Hold the "Ctrl" key while moving your scrolling tool in the up direction to get your screen back to normal.


----------



## blackbarbie (Jul 1, 2009)

Angelicus said:


> You probably pressed the "Ctrl" button while holding the scrolling tool on your mouse.
> 
> Hold the "Ctrl" key while moving your scrolling tool in the up direction to get your screen back to normal.



Oh thanks so much! As soon as I get home, I will be trying this so I can get my screen back to normal.

I will let you know how it works out!

BB


----------



## blackbarbie (Jul 7, 2009)

Angelicus said:


> You probably pressed the "Ctrl" button while holding the scrolling tool on your mouse.
> 
> Hold the "Ctrl" key while moving your scrolling tool in the up direction to get your screen back to normal.



O.K. I tried that and it didn't seem to work......You know what else I noticed?
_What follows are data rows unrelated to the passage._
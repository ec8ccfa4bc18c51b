#![forbid(unsafe_code)]

//! Slotted-page B-tree over variable-length byte keys.

/// Page arena addressed by [`PageId`](crate::types::PageId).
pub mod arena;
/// Cell codec for the payload area.
pub mod cell;
/// Slotted page layout and in-page operations.
pub mod page;
/// Byte-balanced leaf and internal splits.
pub mod split;
mod stats;
mod tree;
/// Structural verification.
pub mod verify;

pub use cell::{CellRef, Tombstone};
pub use page::{Page, Probe};
pub use stats::{BTreeStats, BTreeStatsSnapshot};
pub use tree::{BTree, BTreeOptions, Iter, SlotRef};
pub use verify::{VerifyCounts, VerifyFinding, VerifyReport, VerifySeverity};

#[cfg(test)]
mod tests;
When I reply to a post or get ready to send a PM, all my smilies have disappeared!!! I am going to keep trying different things to get my screen back to normal size because this small font is unreal and killing my eyes. (it has to be some type of setting I tripped up on)

Thanks again!

BB


----------



## Angelicus (Jul 8, 2009)

Reinstall your browser.


----------



## healthytext (Jul 8, 2009)

What browser are you using? Is LHCF the only site affected by this?


----------



## Kayanna1212 (Jul 23, 2009)

try safari or firefox


----------



## blackbarbie (Aug 2, 2009)

Kayanna1212 said:


> try safari or firefox




I'm already using Firefox.


----------



## blackbarbie (Aug 2, 2009)

healthytext said:


> What browser are you using? Is LHCF the only site affected by this?



I'm using Firefox and yes, LHCF is the only site affected by this.

BB


----------



## blackbarbie (Aug 2, 2009)

Angelicus said:


> Reinstall your browser.



How do I do that?

BB


----------